In our selected part of the Pokémons, most of them fall in the space enclosed by the green and red lines in the figure. That means if a Pokémon possesses higher 'base_total' (>= 75% quantile), it will more chance to have higher index in two aspects (>= mean).
Relatively speaking, the dots above the dotted yellow line indicate that the Pokemon is 'tough', and those below the dotted yellow line indicate that the Pokemon is 'aggressive'. So the 'aggressive' Pokemons in the sample are in the majority.
There are nine dots that fall outside the dotted red line, which means that they are 'special' in specific stats.But we can't see in this figure about how their six specific stats are distributed, so we have to conduct further data analysis in section 2.5.

2.5 Stats radar map¶

This section will select the nine 'special' Pokémons' information as a sample special_data. Create another two dataframes all_data (all Pokémons) and high_data (25% Pokémons) in the same way.

In [19]:

# get those special Pokémon's base stats and index
a = index_high.loc[:,'aggressive_index']
t = index_high.loc[:,'tough_index']
stats_special = stats_high.loc[(a > a_special)|(t > t_special)]
index_special = index_high.loc[(a > a_special)|(t > t_special)]

# create three dataframe
special_data = pd.merge(stats_special, index_special, 
                        left_on='name', right_index=True)
all_data = pd.merge(stats_df, index, 
                        left_on='name', right_index=True)
high_data = pd.merge(stats_high, index_high, 
                        left_on='name', right_index=True)

special_data

Out[19]:

	base_total	hp	attack	defense	sp_attack	sp_defense	speed	aggressive_index	tough_index
name
Alakazam	600	55	50	65	175	105	150	165.0	85.0
Mewtwo	780	106	150	70	194	120	140	172.4	114.4
Steelix	610	75	125	230	55	95	30	87.0	168.0
Blissey	540	255	10	10	75	135	55	67.0	183.0
Aggron	630	70	140	230	60	80	50	104.0	166.0
Regirock	580	80	100	200	50	100	50	80.0	152.0
Regice	580	80	50	100	100	200	50	80.0	152.0
Zygarde	708	216	100	121	91	95	85	94.0	159.0
Stakataka	570	61	131	211	53	101	13	83.8	151.0

In [20]:

# 'aggresive'
# basic settings
ax0 = plt.axes([0.1, 0.1, 0.8, 0.9])
ax0.set_title('Alakazam aggressive performance', fontsize = 'x-large')

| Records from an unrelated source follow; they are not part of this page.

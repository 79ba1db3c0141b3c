//! # Flow Stage Model
//!
//! One quota of signatures required from a single role, positioned in a
//! document's signing sequence by `flow_order`.
//!
//! ## Database Schema
//!
//! Maps to `signature_flow_stages`:
//! ```sql
//! CREATE TABLE signature_flow_stages (
//!   flow_stage_id BIGSERIAL PRIMARY KEY,
//!   document_id UUID NOT NULL,
//!   role TEXT NOT NULL,
//!   required_count INTEGER NOT NULL CHECK (required_count > 0),
//!   current_count INTEGER NOT NULL DEFAULT 0,
//!   flow_order INTEGER NOT NULL,
//!   created_at TIMESTAMPTZ NOT NULL DEFAULT NOW()
//! );
//! ```
//!
//! Stages are ordered by `(flow_order, flow_stage_id)`; the id breaks ties
//! between equal orders in insertion order.

use crate::constants::SignerRole;
use chrono::{DateTime, Utc};
use serde::{Deserialize, Serialize};
use std::cmp::Ordering;
use uuid::Uuid;

/// A persisted stage of a document's signature flow
#[derive(Debug, Clone, PartialEq, Eq, Serialize, Deserialize)]
pub struct FlowStage {
    pub flow_stage_id: i64,
    pub document_id: Uuid,
    pub role: SignerRole,
    pub required_count: i32,
    /// Never decreases and never exceeds `required_count`
    pub current_count: i32,
    pub flow_order: i32,
    pub created_at: DateTime<Utc>,
}

impl FlowStage {
    pub fn is_complete(&self) -> bool {
        self.current_count >= self.required_count
    }

    pub fn remaining_signatures(&self) -> i32 {
        (self.required_count - self.current_count).max(0)
    }

    /// Sequence ordering used everywhere stages are listed
    pub fn sequence_cmp(&self, other: &Self) -> Ordering {
        self.flow_order
            .cmp(&other.flow_order)
            .then(self.flow_stage_id.cmp(&other.flow_stage_id))
    }
}

/// Caller-supplied stage definition used when creating a flow.
///
/// The wire shape is `{ "role": "employer", "count": 2, "order": 1 }`.
#[derive(Debug, Clone, PartialEq, Eq, Serialize, Deserialize)]
pub struct StageDefinition {
    pub role: SignerRole,
    #[serde(rename = "count", alias = "required_count")]
    pub required_count: i32,
    #[serde(rename = "order", alias = "flow_order")]
    pub flow_order: i32,
}

impl StageDefinition {
    pub fn new(role: SignerRole, required_count: i32, flow_order: i32) -> Self {
        Self {
            role,
            required_count,
            flow_order,
        }
    }
}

# get the specific value of the Pokémon
a_ = ['attack', 'sp_attack', 'speed', 'aggressive_index']
aggressive = special_data.loc['Alakazam'][a_]

# find the criteria for comparison
aggressive_all_mean = all_data.mean()[a_]
aggressive_high_mean = high_data.mean()[a_]

# scatter plot 
ax0.scatter(np.array(a_), aggressive, label='Alakazam')
ax0.scatter(np.array(a_), aggressive_all_mean, label='all_mean')
ax0.scatter(np.array(a_), aggressive_high_mean, label='high_mean')

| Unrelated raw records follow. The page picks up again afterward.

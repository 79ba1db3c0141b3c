//! Configuration errors

use std::path::PathBuf;
use thiserror::Error;

#[derive(Debug, Error)]
pub enum ConfigurationError {
    #[error("Configuration file not found; searched: {searched:?}")]
    ConfigFileNotFound { searched: Vec<PathBuf> },

    #[error("Failed to read configuration file {path}: {reason}")]
    ReadFailed { path: String, reason: String },

    #[error("Invalid YAML in {path}: {reason}")]
    InvalidYaml { path: String, reason: String },

    #[error("Failed to assemble configuration: {0}")]
    Assembly(#[from] config::ConfigError),

    #[error("Invalid value for {field}: '{value}' ({reason})")]
    InvalidValue {
        field: String,
        value: String,
        reason: String,
    },

    #[error("Missing required field {field} in {context}")]
    MissingRequiredField { field: String, context: String },
}

impl ConfigurationError {
    pub fn config_file_not_found(searched: Vec<PathBuf>) -> Self {
        Self::ConfigFileNotFound { searched }
    }

    pub fn invalid_yaml(path: impl Into<String>, reason: impl std::fmt::Display) -> Self {
        Self::InvalidYaml {
            path: path.into(),
            reason: reason.to_string(),
        }
    }

    pub fn invalid_value(
        field: impl Into<String>,
        value: impl Into<String>,
        reason: impl Into<String>,
    ) -> Self {
        Self::InvalidValue {
            field: field.into(),
            value: value.into(),
            reason: reason.into(),
        }
    }

    pub fn missing_required_field(field: impl Into<String>, context: impl Into<String>) -> Self {
        Self::MissingRequiredField {
            field: field.into(),
            context: context.into(),
        }
    }
}

pub type ConfigResult<T> = Result<T, ConfigurationError>;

# give some tag lines and legend
ax0.vlines(np.array(a_), ymin=0, ymax=aggressive, color='orange', 
           alpha=0.7, linewidth=2, linestyle=':')
ax0.legend(fontsize = 'medium')

# 'tough'
# nearly the same as above
ax1 = plt.axes([1.1, 0.1, 0.8, 0.9])
ax1.set_title('Blissey tough performance', fontsize = 'x-large')

t_ = ['defense', 'sp_defense', 'hp', 'tough_index']
tough = special_data.loc['Blissey'][t_]

tough_mean_all = all_data.mean()[t_]
tough_mean_high = high_data.mean()[t_]

ax1.scatter(np.array(t_), tough, label='Blissey')
ax1.scatter(np.array(t_), tough_mean_all, label='all_mean')
ax1.scatter(np.array(t_), tough_mean_high, label='high_mean')

ax1.vlines(np.array(t_), ymin=0, ymax=tough, color='orange', 
           alpha=0.7, linewidth=2, linestyle=':')
ax1.legend(fontsize = 'medium', loc='upper left');

From the data, it can be seen that some Pokémons are 'aggressive' due to the advantage of 'sp_attack' and 'speed', but they are relatively mediocre in 'attack', such as Alakazam. Some Pokémons are 'tough' because of their superior 'hp' but are less able to resist attacks, such as Blissey.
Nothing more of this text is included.